In any case, the restriction to non negative 
integer values of the screening operators is such that the 
summations over the  intermediate spins is discrete. This is easily seen by recursion since 
$K^e_j$ must be of the form $K^e_j=K^e_{j-1}+\Je_j+p_j+\phat_j\pi/h$ with $p_j$ and $\phat_j$ 
integers. Concerning the  four-point function,  
 Eq.\ref{fusion}, allows us to  re-express it in terms of 
three-point functions as follows
$$
G^{(4,\, V)}_{\varpi_1, \varpi_2,\, \varpi_3,\, -\varpi_4}(0,\, z_2, z_3 ,\, \infty)
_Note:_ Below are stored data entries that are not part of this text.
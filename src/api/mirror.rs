use serde_json::Value;

use super::client::HttpGateway;
use crate::error::FetchError;
use crate::model::{MirrorFilterView, MirrorRequest, MirrorSessionCreated};

fn required_str(obj: &serde_json::Map<String, Value>, name: &str) -> Result<String, FetchError> {
    obj.get(name)
        .and_then(|v| v.as_str())
        .map(String::from)
        .ok_or_else(|| FetchError::Decode(format!("mirror response is missing {}", name)))
}

/// Create a traffic-mirror session from a source to a target instance.
/// The backend resolves both primary ENIs, builds the filter and its
/// rules, reuses an existing target when one points at the same ENI,
/// and picks the next free session number.
pub async fn create_mirror_session(
    gateway: &HttpGateway,
    request: &MirrorRequest,
) -> Result<MirrorSessionCreated, FetchError> {
    let body = serde_json::to_value(request).map_err(FetchError::decode)?;
    let payload = gateway.post("/mirror", &body).await?;
    let Value::Object(obj) = payload else {
        return Err(FetchError::Decode("mirror response is not an object".into()));
    };
    Ok(MirrorSessionCreated {
        source_eni: required_str(&obj, "source_eni")?,
        target_eni: required_str(&obj, "target_eni")?,
        filter_id: required_str(&obj, "filter_id")?,
        target_id: required_str(&obj, "target_id")?,
        session_number: obj
            .get("session_number")
            .and_then(|v| v.as_i64())
            .ok_or_else(|| FetchError::Decode("mirror response is missing session_number".into()))?,
    })
}

/// List every traffic-mirror filter in a region, with its rules and
/// active sessions.
pub async fn list_mirror_filters(
    gateway: &HttpGateway,
    region: &str,
) -> Result<Vec<MirrorFilterView>, FetchError> {
    let payload = gateway.get("/filters", &[("region", region)]).await?;
    let Value::Array(items) = payload else {
        return Err(FetchError::Decode("filters response is not an array".into()));
    };
    Ok(items.iter().filter_map(MirrorFilterView::from_value).collect())
}

/// Delete a mirror session; the backend also removes the session's
/// target and filter once nothing else references them. Returns the
/// backend's confirmation message.
pub async fn delete_mirror_session(
    gateway: &HttpGateway,
    region: &str,
    session_id: &str,
) -> Result<String, FetchError> {
    let payload = gateway
        .delete(&format!("/filters/{}", session_id), &[("region", region)])
        .await?;
    Ok(payload
        .get("message")
        .and_then(|v| v.as_str())
        .unwrap_or("Session deleted")
        .to_string())
}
=\sum_{\Je_{23}}\left [\sum _{\Je_{12}}\left (
{g_{\Je_3\Je_2}^{\Je_{23}}\
g_{\Je_{1}\Je_{23}}^{\Je_{4}}
\over
g_{\Je_2\Je_1}^{\Je_{12}}\
g_{{\Je_{12}}\Je_{4}}^{\Je_{3}}
}
\left\{\left\{ ^{\Je_3}_{\Je_1}\,^{\Je_2}_{\Je_{4}}
\right. \left |^{\Je_{23}}_{\Je_{12}}\right\}\right\}_q
\left\{\left\{  ^{\Jehat_2}_{\Jehat_1}\,^{\Jehat_3}_{\Jehat_{4}}
\bigr. \bverthat\, ^{\Jehat_{23}}_{\Jehat_{12}}\right\}\right\}_{\qhat}\right.\right)
$$
\beq
\left. \sum _{\{\nu_{23}\}}
G^{(3,\, V)}_{\varpi_1, \varpi_{23},\{\nu_{23}\},\, -\varpi_4}(0,\, z_1, \, \infty)
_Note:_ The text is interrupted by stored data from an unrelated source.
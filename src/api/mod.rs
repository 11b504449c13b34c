// Atomic API modules
pub mod client;
pub mod deploy;
pub mod mirror;

// Re-export commonly used items
pub use client::{set_silent, HttpGateway};
pub use deploy::{deploy_node, DeployRequest};
pub use mirror::{create_mirror_session, delete_mirror_session, list_mirror_filters};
G^{(3,\, V)}_{\varpi_2, \varpi_{3}, -\varpi_{23}\{\nu_{23}\},}(0,\, z_3-z_1, \, \infty)
\right]
\label{4-3pts}
\eeq
This involves of course  three point functions with descendents 
defined, in general, according to  
\beq
G^{(3,\, V)}_{\varpi_1, \{\nu_{1}\}\varpi_{2},\{\nu_{2}\},\, 
\varpi_3, \{\nu_{3}\}}(0,\, z_2, \, \infty)=
<-\varpi_3, \{\nu_3\}| V^{(\Je_2,\{\nu_2\})}(z_2)|  \varpi_1, \{\nu_1\}>
\label{3ptgen}
\eeq
In this way all n point functions are expressed as discrete sums 
 of three point functions. 
The braiding  equation \ref{braiding} leads to similar relations, albeit with quantum numbers 
put differently:
$$
G^{(4,\, V)}_{\varpi_1, \varpi_2,\, \varpi_3,\, -\varpi_4}(0,\, z_2, z_3 ,\, \infty)
=
$$
$$\sum_{\Je_{13}}\left [\sum _{\Je_{12}}\left (
{g_{\Je_{13}\Je_2}^{\Je_{4}}\
g_{\Je_{1}\Je_{3}}^{\Je_{13}}
\over
g_{\Je_2\Je_1}^{\Je_{12}}\
g_{{\Je_{12}}\Je_{4}}^{\Je_{3}}
}
\left\{\left\{ ^{\Je_3}_{\Je_2}\,^{\Je_1}_{\Je_{4}}
\right. \left |^{\Je_{13}}_{\Je_{12}}\right\}\right\}_q
\left\{\left\{  ^{\Jehat_3}_{\Jehat_2}\,^{\Jehat_1}_{\Jehat_{4}}
\bigr. \bverthat\, ^{\Jehat_{13}}_{\Jehat_{12}}\right\}\right\}_{\qhat} 
 e^{\pm i\pi (\Delta(\Je_{4})+\Delta(\Je_1)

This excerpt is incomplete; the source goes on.